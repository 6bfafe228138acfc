use std::collections::HashMap;
use std::sync::Arc;
use std::sync::atomic::{AtomicBool, Ordering};
use std::time::{Duration, Instant};

use chrono::{DateTime, NaiveDateTime, Utc};
use thiserror::Error;
use tokio::sync::Mutex;
use tracing::{debug, warn};

use crate::config::WeatherConfig;
use crate::models::telemetry::{CurrentWeatherResponse, WeatherSample, WeatherSource};
use crate::services::weather_fallback;

#[derive(Debug, Error)]
pub enum WeatherError {
    #[error("weather request failed: {0}")]
    Http(#[from] reqwest::Error),
    #[error("weather request timed out after {0:?}")]
    Timeout(Duration),
    #[error("unexpected weather payload: {0}")]
    Payload(String),
}

type CacheKey = (i64, i64);

/// Current-weather client for Open-Meteo with a short-lived cache and a
/// deterministic offline fallback. Callers always get a sample.
#[derive(Clone)]
pub struct WeatherClient {
    http: reqwest::Client,
    base_url: String,
    timeout: Duration,
    ttl: Duration,
    offline: Arc<AtomicBool>,
    cache: Arc<Mutex<HashMap<CacheKey, (Instant, WeatherSample)>>>,
}

impl WeatherClient {
    pub fn new(cfg: &WeatherConfig) -> Self {
        Self {
            http: reqwest::Client::new(),
            base_url: cfg.base_url.clone(),
            timeout: Duration::from_millis(cfg.timeout_ms),
            ttl: Duration::from_secs(cfg.cache_ttl_s),
            offline: Arc::new(AtomicBool::new(cfg.offline_mode)),
            cache: Arc::new(Mutex::new(HashMap::new())),
        }
    }

    pub fn is_offline(&self) -> bool {
        self.offline.load(Ordering::Relaxed)
    }

    pub fn set_offline(&self, value: bool) {
        self.offline.store(value, Ordering::Relaxed);
    }

    /// Never fails: live sample when possible, fallback model otherwise.
    pub async fn fetch_current_weather(&self, lat: f64, lon: f64) -> WeatherSample {
        let now = Utc::now();
        if self.is_offline() {
            return weather_fallback::sample(lat, lon, now);
        }

        let key = cache_key(lat, lon);
        if let Some((at, sample)) = self.cache.lock().await.get(&key) {
            if at.elapsed() < self.ttl {
                debug!(lat, lon, "weather cache hit");
                return sample.clone();
            }
        }

        match self.fetch_live(lat, lon).await {
            Ok(sample) => {
                self.cache.lock().await.insert(key, (Instant::now(), sample.clone()));
                sample
            }
            Err(e) => {
                warn!(lat, lon, error = %e, "live weather unavailable, using offline model");
                weather_fallback::sample(lat, lon, now)
            }
        }
    }

    async fn fetch_live(&self, lat: f64, lon: f64) -> Result<WeatherSample, WeatherError> {
        let url = format!(
            "{}?latitude={}&longitude={}&current=temperature_2m,relative_humidity_2m,cloud_cover,shortwave_radiation,wind_speed_10m,is_day&daily=sunrise,sunset&timezone=auto&forecast_days=1",
            self.base_url, lat, lon
        );
        let request = async {
            let resp = self.http.get(&url).send().await?.error_for_status()?;
            resp.json::<CurrentWeatherResponse>().await
        };
        let resp = tokio::time::timeout(self.timeout, request)
            .await
            .map_err(|_| WeatherError::Timeout(self.timeout))??;
        to_sample(resp)
    }
}

/// Coordinates rounded to two decimals (~1 km).
fn cache_key(lat: f64, lon: f64) -> CacheKey {
    ((lat * 100.0).round() as i64, (lon * 100.0).round() as i64)
}

/// Open-Meteo local wall-clock time ("2025-06-21T05:41") to UTC.
fn local_to_utc(local: &str, utc_offset_seconds: i32) -> Option<DateTime<Utc>> {
    let naive = NaiveDateTime::parse_from_str(local, "%Y-%m-%dT%H:%M").ok()?;
    Some(naive.and_utc() - chrono::Duration::seconds(i64::from(utc_offset_seconds)))
}

fn to_sample(resp: CurrentWeatherResponse) -> Result<WeatherSample, WeatherError> {
    let current = resp.current;
    let temperature_c = current
        .temperature_2m
        .ok_or_else(|| WeatherError::Payload(format!("no temperature_2m at {}", current.time)))?;
    let offset = resp.utc_offset_seconds.unwrap_or(0);
    let (sunrise, sunset) = match &resp.daily {
        Some(daily) => (
            daily.sunrise.first().and_then(|s| local_to_utc(s, offset)),
            daily.sunset.first().and_then(|s| local_to_utc(s, offset)),
        ),
        None => (None, None),
    };

    Ok(WeatherSample {
        temperature_c,
        cloud_cover_percent: current.cloud_cover.unwrap_or(0.0).clamp(0.0, 100.0),
        irradiance_w_m2: current.shortwave_radiation.unwrap_or(0.0).max(0.0),
        wind_speed_m_s: current.wind_speed_10m.unwrap_or(0.0),
        humidity_percent: current.relative_humidity_2m.unwrap_or(50.0),
        is_day: current.is_day.unwrap_or(1) == 1,
        sunrise,
        sunset,
        utc_offset_seconds: resp.utc_offset_seconds,
        source: WeatherSource::Live,
    })
}

#[cfg(test)]
mod tests {
    use super::*;
    use crate::models::telemetry::{CurrentData, DailyData};
    use chrono::TimeZone;

    fn response(temp: Option<f64>) -> CurrentWeatherResponse {
        CurrentWeatherResponse {
            utc_offset_seconds: Some(7200),
            current: CurrentData {
                time: "2025-06-21T12:00".into(),
                temperature_2m: temp,
                relative_humidity_2m: Some(40.0),
                cloud_cover: Some(140.0),
                shortwave_radiation: Some(812.0),
                wind_speed_10m: Some(4.1),
                is_day: Some(1),
            },
            daily: Some(DailyData {
                sunrise: vec!["2025-06-21T05:41".into()],
                sunset: vec!["2025-06-21T21:17".into()],
            }),
        }
    }

    #[test]
    fn converts_local_sun_times_to_utc() {
        let sample = to_sample(response(Some(27.0))).unwrap();
        assert_eq!(sample.sunrise, Some(Utc.with_ymd_and_hms(2025, 6, 21, 3, 41, 0).unwrap()));
        assert_eq!(sample.sunset, Some(Utc.with_ymd_and_hms(2025, 6, 21, 19, 17, 0).unwrap()));
        assert_eq!(sample.cloud_cover_percent, 100.0);
        assert_eq!(sample.source, WeatherSource::Live);
    }

    #[test]
    fn missing_temperature_is_a_payload_error() {
        assert!(matches!(to_sample(response(None)), Err(WeatherError::Payload(_))));
    }

    #[test]
    fn nearby_coordinates_share_a_cache_slot() {
        assert_eq!(cache_key(45.0712, 7.3301), cache_key(45.0698, 7.3349));
        assert_ne!(cache_key(45.07, 7.33), cache_key(45.08, 7.33));
    }

    #[tokio::test]
    async fn offline_mode_skips_the_network() {
        let client = WeatherClient::new(&WeatherConfig {
            offline_mode: true,
            ..WeatherConfig::default()
        });
        let sample = client.fetch_current_weather(45.07, 7.33).await;
        assert_eq!(sample.source, WeatherSource::Fallback);
    }

    #[tokio::test]
    async fn unreachable_endpoint_falls_back() {
        let client = WeatherClient::new(&WeatherConfig {
            base_url: "http://127.0.0.1:9/v1/forecast".into(),
            timeout_ms: 500,
            ..WeatherConfig::default()
        });
        let sample = client.fetch_current_weather(45.07, 7.33).await;
        assert_eq!(sample.source, WeatherSource::Fallback);
    }
}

*Your task*:
Scan the listing above for the word "CurrentData" and show each line where it is found.

*Task response*:
    use crate::models::telemetry::{CurrentData, DailyData};
            current: CurrentData {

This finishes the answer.